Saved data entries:
//! SQLite-backed offline check-in queue.

use std::path::Path;
use std::sync::{Mutex, MutexGuard};

use chrono::{DateTime, Utc};
use rusqlite::{params, Connection};

use super::{OfflineCheckin, OfflineCheckinError, OfflineCheckinStore};
use crate::db;

pub struct SqliteOfflineCheckinStore {
    conn: Mutex<Connection>,
}

impl SqliteOfflineCheckinStore {
    pub fn new(path: &Path) -> Result<Self, OfflineCheckinError> {
        let conn = db::open(path).map_err(|e| OfflineCheckinError::Database(e.to_string()))?;
        Self::initialize_schema(&conn)?;
        Ok(Self {
            conn: Mutex::new(conn),
        })
    }

    pub fn in_memory() -> Result<Self, OfflineCheckinError> {
        let conn =
            db::open_in_memory().map_err(|e| OfflineCheckinError::Database(e.to_string()))?;
        Self::initialize_schema(&conn)?;
        Ok(Self {
            conn: Mutex::new(conn),
        })
    }

    fn initialize_schema(conn: &Connection) -> Result<(), OfflineCheckinError> {
        conn.execute_batch(
            r#"
            CREATE TABLE IF NOT EXISTS pipeline_offline_checkins (
                id INTEGER PRIMARY KEY AUTOINCREMENT,
                pipeline_id TEXT NOT NULL,
                ticket_id TEXT NOT NULL,
                checker_email TEXT NOT NULL,
                checkin_timestamp TEXT NOT NULL,
                attempts INTEGER NOT NULL DEFAULT 0,
                failure_reason TEXT,
                last_attempt_at TEXT,
                UNIQUE (pipeline_id, ticket_id)
            );
            "#,
        )
        .map_err(|e| OfflineCheckinError::Database(e.to_string()))
    }

    fn conn(&self) -> Result<MutexGuard<'_, Connection>, OfflineCheckinError> {
        self.conn.lock().map_err(|_| {
            OfflineCheckinError::Database("offline queue connection lock poisoned".to_string())
        })
    }

    fn row_to_entry(row: &rusqlite::Row) -> rusqlite::Result<OfflineCheckin> {
        let ts: String = row.get(3)?;
        let last_attempt: Option<String> = row.get(6)?;
        Ok(OfflineCheckin {
            pipeline_id: row.get(0)?,
            ticket_id: row.get(1)?,
            checker_email: row.get(2)?,
            checkin_timestamp: db::parse_timestamp(3, &ts)?,
            attempts: row.get(4)?,
            failure_reason: row.get(5)?,
            last_attempt_at: last_attempt
                .map(|v| db::parse_timestamp(6, &v))
                .transpose()?,
        })
    }
}

impl OfflineCheckinStore for SqliteOfflineCheckinStore {
    fn enqueue(
        &self,
        pipeline_id: &str,
        ticket_id: &str,
        checker_email: &str,
        checkin_timestamp: DateTime<Utc>,
    ) -> Result<bool, OfflineCheckinError> {
        let conn = self.conn()?;
        let inserted = conn
            .execute(
                "INSERT OR IGNORE INTO pipeline_offline_checkins (pipeline_id, ticket_id, checker_email, checkin_timestamp) VALUES (?, ?, ?, ?)",
                params![
                    pipeline_id,
                    ticket_id,
                    checker_email,
                    db::format_timestamp(&checkin_timestamp)
                ],
            )
            .map_err(|e| OfflineCheckinError::Database(e.to_string()))?;
        Ok(inserted > 0)
    }

    fn list_for_pipeline(
        &self,
        pipeline_id: &str,
    ) -> Result<Vec<OfflineCheckin>, OfflineCheckinError> {
        let conn = self.conn()?;
        let mut stmt = conn
            .prepare(
                "SELECT pipeline_id, ticket_id, checker_email, checkin_timestamp, attempts, failure_reason, last_attempt_at
                 FROM pipeline_offline_checkins WHERE pipeline_id = ? ORDER BY id ASC",
            )
            .map_err(|e| OfflineCheckinError::Database(e.to_string()))?;

        let rows = stmt
            .query_map(params![pipeline_id], Self::row_to_entry)
            .map_err(|e| OfflineCheckinError::Database(e.to_string()))?;

        let mut entries = Vec::new();
        for row in rows {
            entries.push(row.map_err(|e| OfflineCheckinError::Database(e.to_string()))?);
        }
        Ok(entries)
    }

    fn record_failure(
        &self,
        pipeline_id: &str,
        ticket_id: &str,
        reason: &str,
        at: DateTime<Utc>,
    ) -> Result<(), OfflineCheckinError> {
        let conn = self.conn()?;
        conn.execute(
            "UPDATE pipeline_offline_checkins SET attempts = attempts + 1, failure_reason = ?, last_attempt_at = ?
             WHERE pipeline_id = ? AND ticket_id = ?",
            params![reason, db::format_timestamp(&at), pipeline_id, ticket_id],
        )
        .map_err(|e| OfflineCheckinError::Database(e.to_string()))?;
        Ok(())
    }

    fn remove(&self, pipeline_id: &str, ticket_id: &str) -> Result<bool, OfflineCheckinError> {
        let conn = self.conn()?;
        let deleted = conn
            .execute(
                "DELETE FROM pipeline_offline_checkins WHERE pipeline_id = ? AND ticket_id = ?",
                params![pipeline_id, ticket_id],
            )
            .map_err(|e| OfflineCheckinError::Database(e.to_string()))?;
        Ok(deleted > 0)
    }

    fn delete_for_pipeline(&self, pipeline_id: &str) -> Result<u64, OfflineCheckinError> {
        let conn = self.conn()?;
        let deleted = conn
            .execute(
                "DELETE FROM pipeline_offline_checkins WHERE pipeline_id = ?",
                params![pipeline_id],
            )
            .map_err(|e| OfflineCheckinError::Database(e.to_string()))?;
        Ok(deleted as u64)
    }
}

Task item.
Would you output every entry exactly as it was written?

Problem solution.
//! SQLite-backed offline check-in queue.

use std::path::Path;
use std::sync::{Mutex, MutexGuard};

use chrono::{DateTime, Utc};
use rusqlite::{params, Connection};

use super::{OfflineCheckin, OfflineCheckinError, OfflineCheckinStore};
use crate::db;

pub struct SqliteOfflineCheckinStore {
    conn: Mutex<Connection>,
}

impl SqliteOfflineCheckinStore {
    pub fn new(path: &Path) -> Result<Self, OfflineCheckinError> {
        let conn = db::open(path).map_err(|e| OfflineCheckinError::Database(e.to_string()))?;
        Self::initialize_schema(&conn)?;
        Ok(Self {
            conn: Mutex::new(conn),
        })
    }

    pub fn in_memory() -> Result<Self, OfflineCheckinError> {
        let conn =
            db::open_in_memory().map_err(|e| OfflineCheckinError::Database(e.to_string()))?;
        Self::initialize_schema(&conn)?;
        Ok(Self {
            conn: Mutex::new(conn),
        })
    }

    fn initialize_schema(conn: &Connection) -> Result<(), OfflineCheckinError> {
        conn.execute_batch(
            r#"
            CREATE TABLE IF NOT EXISTS pipeline_offline_checkins (
                id INTEGER PRIMARY KEY AUTOINCREMENT,
                pipeline_id TEXT NOT NULL,
                ticket_id TEXT NOT NULL,
                checker_email TEXT NOT NULL,
                checkin_timestamp TEXT NOT NULL,
                attempts INTEGER NOT NULL DEFAULT 0,
                failure_reason TEXT,
                last_attempt_at TEXT,
                UNIQUE (pipeline_id, ticket_id)
            );
            "#,
        )
        .map_err(|e| OfflineCheckinError::Database(e.to_string()))
    }

    fn conn(&self) -> Result<MutexGuard<'_, Connection>, OfflineCheckinError> {
        self.conn.lock().map_err(|_| {
            OfflineCheckinError::Database("offline queue connection lock poisoned".to_string())
        })
    }

    fn row_to_entry(row: &rusqlite::Row) -> rusqlite::Result<OfflineCheckin> {
        let ts: String = row.get(3)?;
        let last_attempt: Option<String> = row.get(6)?;
        Ok(OfflineCheckin {
            pipeline_id: row.get(0)?,
            ticket_id: row.get(1)?,
            checker_email: row.get(2)?,
            checkin_timestamp: db::parse_timestamp(3, &ts)?,
            attempts: row.get(4)?,
            failure_reason: row.get(5)?,
            last_attempt_at: last_attempt
                .map(|v| db::parse_timestamp(6, &v))
                .transpose()?,
        })
    }
}

impl OfflineCheckinStore for SqliteOfflineCheckinStore {
    fn enqueue(
        &self,
        pipeline_id: &str,
        ticket_id: &str,
        checker_email: &str,
        checkin_timestamp: DateTime<Utc>,
    ) -> Result<bool, OfflineCheckinError> {
        let conn = self.conn()?;
        let inserted = conn
            .execute(
                "INSERT OR IGNORE INTO pipeline_offline_checkins (pipeline_id, ticket_id, checker_email, checkin_timestamp) VALUES (?, ?, ?, ?)",
                params![
                    pipeline_id,
                    ticket_id,
                    checker_email,
                    db::format_timestamp(&checkin_timestamp)
                ],
            )
            .map_err(|e| OfflineCheckinError::Database(e.to_string()))?;
        Ok(inserted > 0)
    }

    fn list_for_pipeline(
        &self,
        pipeline_id: &str,
    ) -> Result<Vec<OfflineCheckin>, OfflineCheckinError> {
        let conn = self.conn()?;
        let mut stmt = conn
            .prepare(
                "SELECT pipeline_id, ticket_id, checker_email, checkin_timestamp, attempts, failure_reason, last_attempt_at
                 FROM pipeline_offline_checkins WHERE pipeline_id = ? ORDER BY id ASC",
            )
            .map_err(|e| OfflineCheckinError::Database(e.to_string()))?;

        let rows = stmt
            .query_map(params![pipeline_id], Self::row_to_entry)
            .map_err(|e| OfflineCheckinError::Database(e.to_string()))?;

        let mut entries = Vec::new();
        for row in rows {
            entries.push(row.map_err(|e| OfflineCheckinError::Database(e.to_string()))?);
        }
        Ok(entries)
    }

    fn record_failure(
        &self,
        pipeline_id: &str,
        ticket_id: &str,
        reason: &str,
        at: DateTime<Utc>,
    ) -> Result<(), OfflineCheckinError> {
        let conn = self.conn()?;
        conn.execute(
            "UPDATE pipeline_offline_checkins SET attempts = attempts + 1, failure_reason = ?, last_attempt_at = ?
             WHERE pipeline_id = ? AND ticket_id = ?",
            params![reason, db::format_timestamp(&at), pipeline_id, ticket_id],
        )
        .map_err(|e| OfflineCheckinError::Database(e.to_string()))?;
        Ok(())
    }

    fn remove(&self, pipeline_id: &str, ticket_id: &str) -> Result<bool, OfflineCheckinError> {
        let conn = self.conn()?;
        let deleted = conn
            .execute(
                "DELETE FROM pipeline_offline_checkins WHERE pipeline_id = ? AND ticket_id = ?",
                params![pipeline_id, ticket_id],
            )
            .map_err(|e| OfflineCheckinError::Database(e.to_string()))?;
        Ok(deleted > 0)
    }

    fn delete_for_pipeline(&self, pipeline_id: &str) -> Result<u64, OfflineCheckinError> {
        let conn = self.conn()?;
        let deleted = conn
            .execute(
                "DELETE FROM pipeline_offline_checkins WHERE pipeline_id = ?",
                params![pipeline_id],
            )
            .map_err(|e| OfflineCheckinError::Database(e.to_string()))?;
        Ok(deleted as u64)
    }
}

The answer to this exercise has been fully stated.